1. large multilingual dataset

2. open science approach

3. competitive performance

Here is the HF blogpost that introduced it in December 2024 (along with various benchmarks): https://huggingface.co/blog/eurollm-team/eurollm-9b

The project's lead has summarized the situation succinctly in their LinkedIn post [0]

  I hope the different communities collaborate openly, share their expertise, and don't decide to reinvent the wheel every time a new project gets funded. Next what? "OpenEuroLLM with real cheese"?

[0] https://www.linkedin.com/posts/andre-martins-31476745_ai-art...

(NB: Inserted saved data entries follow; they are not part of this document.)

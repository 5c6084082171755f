//! Ordered, case-insensitive header list shared by hooks and the transport
//! layer. A `Vec` rather than a map because hook chains append and must
//! preserve insertion order when an upstream is picky about header order.

pub type Headers = Vec<(String, String)>;

pub fn header_get<'a>(headers: &'a Headers, name: &str) -> Option<&'a str> {
    headers
        .iter()
        .find(|(key, _)| key.eq_ignore_ascii_case(name))
        .map(|(_, value)| value.as_str())
}

pub fn header_set(headers: &mut Headers, name: &str, value: impl Into<String>) {
    let value = value.into();
    if let Some(entry) = headers.iter_mut().find(|(key, _)| key.eq_ignore_ascii_case(name)) {
        entry.1 = value;
    } else {
        headers.push((name.to_string(), value));
    }
}

pub fn header_remove(headers: &mut Headers, name: &str) {
    headers.retain(|(key, _)| !key.eq_ignore_ascii_case(name));
}

#[cfg(test)]
mod tests {
    use super::*;

    #[test]
    fn set_overwrites_existing_case_insensitively() {
        let mut headers: Headers = vec![("Content-Type".to_string(), "text/plain".to_string())];
        header_set(&mut headers, "content-type", "application/json");
        assert_eq!(headers.len(), 1);
        assert_eq!(header_get(&headers, "CONTENT-TYPE"), Some("application/json"));
    }

    #[test]
    fn remove_drops_matching_entries() {
        let mut headers: Headers = vec![
            ("Authorization".to_string(), "Bearer x".to_string()),
            ("X-Api-Key".to_string(), "y".to_string()),
        ];
        header_remove(&mut headers, "authorization");
        assert_eq!(headers.len(), 1);
        assert!(header_get(&headers, "Authorization").is_none());
    }
}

Homepage: https://sites.google.com/view/eurollm

Deliverables:

- A series of models of different sizes for optimal effectiveness and efficiency (1B, 9B and 22B) trained on 4T tokens

- A multimodal model which can process and understand speech or text input

- Full project codebase available to the public with detailed data and model descriptions

I can't find the codebase yet though

Thanks for the heads up, I missed this project! However, on their page they write "Project Timeline: 1 May 2024 - 30 April 2025". April isn't far away, anyone knows what's supposed to happen afterwards?

  • That timeline is just for the preliminary hearing on potential committee members.

    No sarcasm, sorry.